How to Choose a Chinese Name for Your ABC Baby
For American Born Chinese (ABC) and Chinese American families, choosing a baby name means navigating two worlds at once. The English name needs to feel natural to classmates and teachers. The Chinese name needs to resonate with grandparents, carry cultural meaning, and sound beautiful when spoken aloud.
The challenge is real — and it's one that more families are taking seriously. A growing number of ABC parents are moving away from choosing names independently (English from a Western baby book, Chinese from grandparents) toward a more intentional, integrated approach. Here's how to do it well.
1. Decide whether the Chinese name is primary or secondary
Before choosing characters, clarify how your child will actually use their Chinese name. Will it be their legal name alongside the English name? A middle name on official documents? A name used only with Chinese-speaking family?
This matters because it affects how much weight to give phonetic flow versus cultural meaning. If your child will use the Chinese name daily, prioritize how it sounds. If it's primarily a cultural anchor used with grandparents, meaning and auspiciousness may matter more than phonetics.
2. Choose the dialect first
The same Chinese characters are pronounced completely differently in Mandarin and Cantonese. Before selecting characters, decide which dialect takes priority in your home. If your family primarily speaks Mandarin, evaluate names by how they sound in Mandarin (pinyin). If Cantonese is your family language, evaluate by jyutping.

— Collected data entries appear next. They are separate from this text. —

use std::collections::{HashMap, VecDeque};
use std::sync::atomic::{AtomicU64, Ordering};
use std::sync::{Arc, Mutex, RwLock};
use std::time::{Duration, Instant};

use crate::{FileTransfer, TransferProgress};

/// Default progress notification interval.
const DEFAULT_INTERVAL: Duration = Duration::from_millis(500);

/// Callback invoked with transfer progress.
pub type ProgressCallback = Box<dyn Fn(TransferProgress) + Send + Sync>;

/// Tracks active file transfers and notifies callbacks periodically.
///
/// Each tracked transfer carries its own [`SpeedCalculator`]; snapshots
/// handed to callbacks have `bytes_per_second` filled in.
pub struct ProgressTracker {
    inner: Arc<RwLock<TrackerInner>>,
    stop: Mutex<Option<tokio::sync::oneshot::Sender<()>>>,
}

struct TrackerInner {
    callbacks: Vec<ProgressCallback>,
    transfers: HashMap<String, TrackedTransfer>,
    interval: Duration,
}

struct TrackedTransfer {
    transfer: Arc<FileTransfer>,
    speed: SpeedCalculator,
    last_sent: AtomicU64,
}

impl ProgressTracker {
    /// Creates a tracker with the given notification interval.
    ///
    /// If `interval` is `None`, defaults to 500 ms.
    pub fn new(interval: Option<Duration>) -> Self {
        Self {
            inner: Arc::new(RwLock::new(TrackerInner {
                callbacks: Vec::new(),
                transfers: HashMap::new(),
                interval: interval.unwrap_or(DEFAULT_INTERVAL),
            })),
            stop: Mutex::new(None),
        }
    }

    /// Registers a progress callback.
    pub fn on_progress(&self, callback: ProgressCallback) {
        self.inner.write().unwrap().callbacks.push(callback);
    }

    /// Begins tracking a transfer.
    pub fn track(&self, transfer: Arc<FileTransfer>) {
        let id = transfer.id();
        let mut inner = self.inner.write().unwrap();
        inner.transfers.insert(
            id,
            TrackedTransfer {
                transfer,
                speed: SpeedCalculator::new(None, None),
                last_sent: AtomicU64::new(0),
            },
        );
    }

    /// Stops tracking a transfer.
    pub fn untrack(&self, transfer_id: &str) {
        self.inner.write().unwrap().transfers.remove(transfer_id);
    }

    /// Returns a tracked transfer by id.
    pub fn get(&self, transfer_id: &str) -> Option<Arc<FileTransfer>> {
        let inner = self.inner.read().unwrap();
        inner
            .transfers
            .get(transfer_id)
            .map(|t| Arc::clone(&t.transfer))
    }

    /// Sends a one-time progress notification for a transfer.
    pub fn notify(&self, transfer_id: &str) {
        let inner = self.inner.read().unwrap();
        if let Some(tracked) = inner.transfers.get(transfer_id) {
            emit(&inner.callbacks, tracked);
        }
    }

    /// Starts periodic progress notifications in a background tokio task.
    ///
    /// Call [`stop`](Self::stop) to cancel.
    pub fn start(&self) {
        let (tx, mut rx) = tokio::sync::oneshot::channel();
        {
            let mut stop = self.stop.lock().unwrap();
            // Stop any existing task.
            drop(stop.take());
            *stop = Some(tx);
        }

        let inner = Arc::clone(&self.inner);
        tokio::spawn(async move {
            let interval = inner.read().unwrap().interval;
            let mut ticker = tokio::time::interval(interval);

            loop {
                tokio::select! {
                    _ = ticker.tick() => {
                        let i = inner.read().unwrap();
                        for tracked in i.transfers.values() {
                            if tracked.transfer.is_active() {
                                emit(&i.callbacks, tracked);
                            }
                        }
                    }
                    _ = &mut rx => {
                        break;
                    }
                }
            }
        });
    }

    /// Stops the periodic notification task.
    pub fn stop(&self) {
        let mut stop = self.stop.lock().unwrap();
        // Dropping the sender signals the task to exit.
        drop(stop.take());
    }
}

fn emit(callbacks: &[ProgressCallback], tracked: &TrackedTransfer) {
    let mut progress = tracked.transfer.snapshot();
    let last = tracked
        .last_sent
        .swap(progress.sent_bytes, Ordering::Relaxed);
    tracked
        .speed
        .add_sample(progress.sent_bytes.saturating_sub(last));
    progress.bytes_per_second = tracked.speed.bytes_per_second();
    for cb in callbacks {
        cb(progress.clone());
    }
}

// ---------------------------------------------------------------------------
// SpeedCalculator
// ---------------------------------------------------------------------------

/// Calculates transfer speed over a sliding window of samples.
pub struct SpeedCalculator {
    inner: Mutex<SpeedInner>,
}

struct SpeedInner {
    samples: VecDeque<(Instant, u64)>,
    window: Duration,
    max_samples: usize,
}

impl SpeedCalculator {
    /// Creates a calculator.
    ///
    /// - `window`: time window for the average (default 5 s).
    /// - `max_samples`: maximum retained samples (default 100).
    pub fn new(window: Option<Duration>, max_samples: Option<usize>) -> Self {
        Self {
            inner: Mutex::new(SpeedInner {
                samples: VecDeque::new(),
                window: window.unwrap_or(Duration::from_secs(5)),
                max_samples: max_samples.unwrap_or(100),
            }),
        }
    }

    /// Records `bytes` transferred at the current instant.
    pub fn add_sample(&self, bytes: u64) {
        let mut s = self.inner.lock().unwrap();
        let now = Instant::now();
        s.samples.push_back((now, bytes));

        // Drop samples that fell out of the window, then cap the count.
        let cutoff = now - s.window;
        while s.samples.front().is_some_and(|(t, _)| *t < cutoff) {
            s.samples.pop_front();
        }
        while s.samples.len() > s.max_samples {
            s.samples.pop_front();
        }
    }

    /// Average speed in bytes/second within the window.
    ///
    /// Returns 0.0 with fewer than 2 samples.
    pub fn bytes_per_second(&self) -> f64 {
        let s = self.inner.lock().unwrap();
        let (Some((first, _)), Some((last, _))) = (s.samples.front(), s.samples.back()) else {
            return 0.0;
        };
        if s.samples.len() < 2 {
            return 0.0;
        }
        let elapsed = last.duration_since(*first);
        if elapsed.is_zero() {
            return 0.0;
        }
        let total: u64 = s.samples.iter().map(|(_, b)| *b).sum();
        total as f64 / elapsed.as_secs_f64()
    }

    /// Estimated time to transfer `remaining_bytes` at the current speed.
    ///
    /// Returns `None` if the speed is zero.
    pub fn eta(&self, remaining_bytes: u64) -> Option<Duration> {
        let speed = self.bytes_per_second();
        if speed <= 0.0 {
            return None;
        }
        Some(Duration::from_secs_f64(remaining_bytes as f64 / speed))
    }

    /// Clears all recorded samples.
    pub fn reset(&self) {
        self.inner.lock().unwrap().samples.clear();
    }
}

If your family spans both dialects — common in families with roots in Hong Kong and mainland China — check each name in both. Some characters sound elegant in one dialect but awkward in the other. Tools like HarmonyNames show both pinyin and jyutping with audio for every name pair, so you can hear the difference before deciding.
3. Evaluate tonal flow, not just meaning
Chinese names are tonal — the same syllable means completely different things depending on its tone. A two-character name has a tonal pattern that affects how it sounds when spoken. The best names have varied, complementary tones that flow naturally.

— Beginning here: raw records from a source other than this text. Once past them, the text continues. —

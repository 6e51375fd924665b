//! Entry ID resolution.

use uuid::Uuid;

use diary_core::storage::{EntryFilter, EntryStore};
use diary_core::DiaryService;

use crate::errors::CliError;

/// Shortest prefix accepted in place of a full ID.
const MIN_PREFIX_LEN: usize = 4;

/// Resolve a full UUID or a unique ID prefix (as printed by `diary list`).
pub fn resolve_entry_id<S: EntryStore>(
    service: &DiaryService<S>,
    owner_id: Uuid,
    input: &str,
) -> anyhow::Result<Uuid> {
    let input = input.trim();
    if let Ok(id) = Uuid::parse_str(input) {
        return Ok(id);
    }

    let prefix = input.to_ascii_lowercase();
    if prefix.len() < MIN_PREFIX_LEN || !prefix.chars().all(|c| c.is_ascii_hexdigit() || c == '-')
    {
        return Err(CliError::invalid_input(format!(
            "Invalid entry ID: {} (use a UUID or at least {} hex characters)",
            input, MIN_PREFIX_LEN
        ))
        .into());
    }

    let matches: Vec<Uuid> = service
        .list_sealed(owner_id, &EntryFilter::default())?
        .into_iter()
        .map(|listed| listed.id())
        .filter(|id| id.to_string().starts_with(&prefix))
        .collect();

    match matches.as_slice() {
        [id] => Ok(*id),
        [] => Err(CliError::not_found(
            format!("No entry matches {}", input),
            "Hint: Run `diary list` to find entry IDs.",
        )
        .into()),
        _ => Err(CliError::invalid_input(format!(
            "Entry ID prefix {} is ambiguous ({} matches); use more characters",
            input,
            matches.len()
        ))
        .into()),
    }
}

#[cfg(test)]
mod tests {
    use super::*;
    use diary_core::crypto::{bind_for_use, SecretKey};
    use diary_core::{seal_entry, DerivationPool, DiaryEntry, SqliteEntryStore};

    fn service_with_entry() -> (DiaryService<SqliteEntryStore>, Uuid, Uuid) {
        let service = DiaryService::new(
            SqliteEntryStore::open_in_memory().unwrap(),
            DerivationPool::new(1),
        );
        let owner = Uuid::new_v4();
        let handle = bind_for_use(&SecretKey::from_bytes([1u8; 32]));
        let sealed = seal_entry(&DiaryEntry::new("t", "c"), &handle).unwrap();
        let summary = service.add_sealed(owner, sealed).unwrap();
        (service, owner, summary.id)
    }

    #[test]
    fn test_full_uuid_passes_through() {
        let (service, owner, _) = service_with_entry();
        let other = Uuid::new_v4();
        assert_eq!(
            resolve_entry_id(&service, owner, &other.to_string()).unwrap(),
            other
        );
    }

    #[test]
    fn test_prefix_resolves() {
        let (service, owner, id) = service_with_entry();
        let prefix = &id.to_string()[..8];
        assert_eq!(resolve_entry_id(&service, owner, prefix).unwrap(), id);
    }

    #[test]
    fn test_prefix_is_owner_scoped() {
        let (service, _, id) = service_with_entry();
        let prefix = &id.to_string()[..8];
        assert!(resolve_entry_id(&service, Uuid::new_v4(), prefix).is_err());
    }

    #[test]
    fn test_short_or_non_hex_prefix_rejected() {
        let (service, owner, _) = service_with_entry();
        assert!(resolve_entry_id(&service, owner, "ab").is_err());
        assert!(resolve_entry_id(&service, owner, "zzzzzzzz").is_err());
    }
}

In Mandarin, avoid names where both characters are 4th tone (falling) — this sounds heavy and abrupt. Patterns like 2nd+4th, 1st+2nd, or 3rd+1st tend to feel melodic. In Cantonese, avoid two consecutive entering tones (syllables ending in -p, -t, -k) as they can sound choppy.
4. Choose characters with clear, positive meanings
Each Chinese character carries its own meaning, and a two-character name tells a small story. The best names have characters that complement each other — both evoking nature, or both suggesting a quality like wisdom and grace — rather than randomly pairing unrelated characters.

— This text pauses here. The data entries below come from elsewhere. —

//! Parsing helpers for dates, tags, coordinates and attachments.

use chrono::{DateTime, NaiveDate, Utc};

use diary_core::entry::Coordinates;

use crate::errors::CliError;

fn invalid(message: String) -> anyhow::Error {
    CliError::invalid_input(message).into()
}

/// Parse a datetime string (ISO-8601 or YYYY-MM-DD).
pub fn parse_datetime(value: &str) -> anyhow::Result<DateTime<Utc>> {
    if let Ok(parsed) = DateTime::parse_from_rfc3339(value) {
        return Ok(parsed.with_timezone(&Utc));
    }

    if let Ok(date) = NaiveDate::parse_from_str(value, "%Y-%m-%d") {
        let naive = date
            .and_hms_opt(0, 0, 0)
            .ok_or_else(|| invalid(format!("Invalid date value: {}", value)))?;
        return Ok(DateTime::<Utc>::from_naive_utc_and_offset(naive, Utc));
    }

    Err(invalid(format!(
        "Invalid date/time (expected ISO-8601 or YYYY-MM-DD): {}",
        value
    )))
}

/// Normalize tags: split on commas, trim, drop empties and duplicates.
pub fn parse_tags(raw: &[String]) -> Vec<String> {
    let mut tags: Vec<String> = Vec::new();
    for tag in raw.iter().flat_map(|t| t.split(',')) {
        let tag = tag.trim();
        if !tag.is_empty() && !tags.iter().any(|t| t == tag) {
            tags.push(tag.to_string());
        }
    }
    tags
}

/// Parse `LAT,LON`.
pub fn parse_coordinates(value: &str) -> anyhow::Result<Coordinates> {
    let (lat, lon) = value
        .split_once(',')
        .ok_or_else(|| invalid(format!("Invalid coordinates (expected LAT,LON): {}", value)))?;
    let latitude: f64 = lat
        .trim()
        .parse()
        .map_err(|_| invalid(format!("Invalid latitude: {}", lat)))?;
    let longitude: f64 = lon
        .trim()
        .parse()
        .map_err(|_| invalid(format!("Invalid longitude: {}", lon)))?;
    if !(-90.0..=90.0).contains(&latitude) || !(-180.0..=180.0).contains(&longitude) {
        return Err(invalid(format!("Coordinates out of range: {}", value)));
    }
    Ok(Coordinates {
        latitude,
        longitude,
    })
}

/// Parse `URL` or `URL|CAPTION`.
pub fn parse_image(value: &str) -> (String, Option<String>) {
    match value.split_once('|') {
        Some((url, caption)) => {
            let caption = caption.trim();
            (
                url.trim().to_string(),
                (!caption.is_empty()).then(|| caption.to_string()),
            )
        }
        None => (value.trim().to_string(), None),
    }
}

Popular themes for ABC names include nature (雨 rain, 林 forest, 月 moon), virtues (智 wisdom, 恆 steadfastness, 澤 grace), and aspirations (晨 new morning, 睿 brilliance, 熙 bright sunshine). Avoid characters that are too common (like 偉 or 美 which appear in millions of names) or too obscure (characters that grandparents won't recognise).
5. Connect the English and Chinese names thematically
The most memorable bilingual names share a thematic thread. Both names might evoke nature, light, strength, or wisdom — different words, same spirit. This gives your child a cohesive identity that feels intentional rather than assembled.
For example, Aurora (Roman dawn goddess) paired with 晨曦 (morning light) tells a unified story. Oliver (olive tree, peace) paired with 浩然 (vast and noble) shares an expansive, grounded energy. The pairing doesn't need to be literal — thematic resonance is enough.
6. Involve both sides of the family
Chinese grandparents often have strong opinions about naming — they may want specific characters, certain stroke counts (Wuge analysis), or elements that balance the child's birth chart (BaZi). Western grandparents may simply want a name that sounds nice and is easy to say.
Rather than presenting a single final name, share a shortlist of 3-5 options. Let grandparents listen to the pronunciations in their language and express preferences. HarmonyNames has a family voting feature where you can share a link and collect input without everyone needing to be in the same room.
7. Check for homophone issues
Some characters have pronunciations that sound like negative or unlucky words in everyday speech. In Cantonese especially, there are well-known characters to avoid because their pronunciation in casual speech resembles words for death, sickness, or bad luck.
This is worth checking carefully — what seems like an elegant character on paper can cause embarrassment when spoken aloud. Ask a native speaker of your family's dialect to say the full name aloud and listen for any unintended associations.
Ready to find name pairs for your ABC family?
HarmonyNames generates English and Chinese name pairs together — scored for phonetic harmony in both Mandarin and Cantonese, meaning alignment, and cultural resonance. Enter your English name and get matched Chinese names, or start from scratch.
Generate names for my baby →The bottom line
Choosing a Chinese name for an ABC baby is one of the most meaningful things you can do to connect your child to their heritage. Done well, it gives them a name that feels complete in every context — at school, with grandparents, and eventually, when they're building their own identity across cultures.
Take your time. Say the names aloud in both languages. Involve your family. And trust that the right name — one that sounds beautiful, carries meaning, and feels like your child — exists and is worth finding.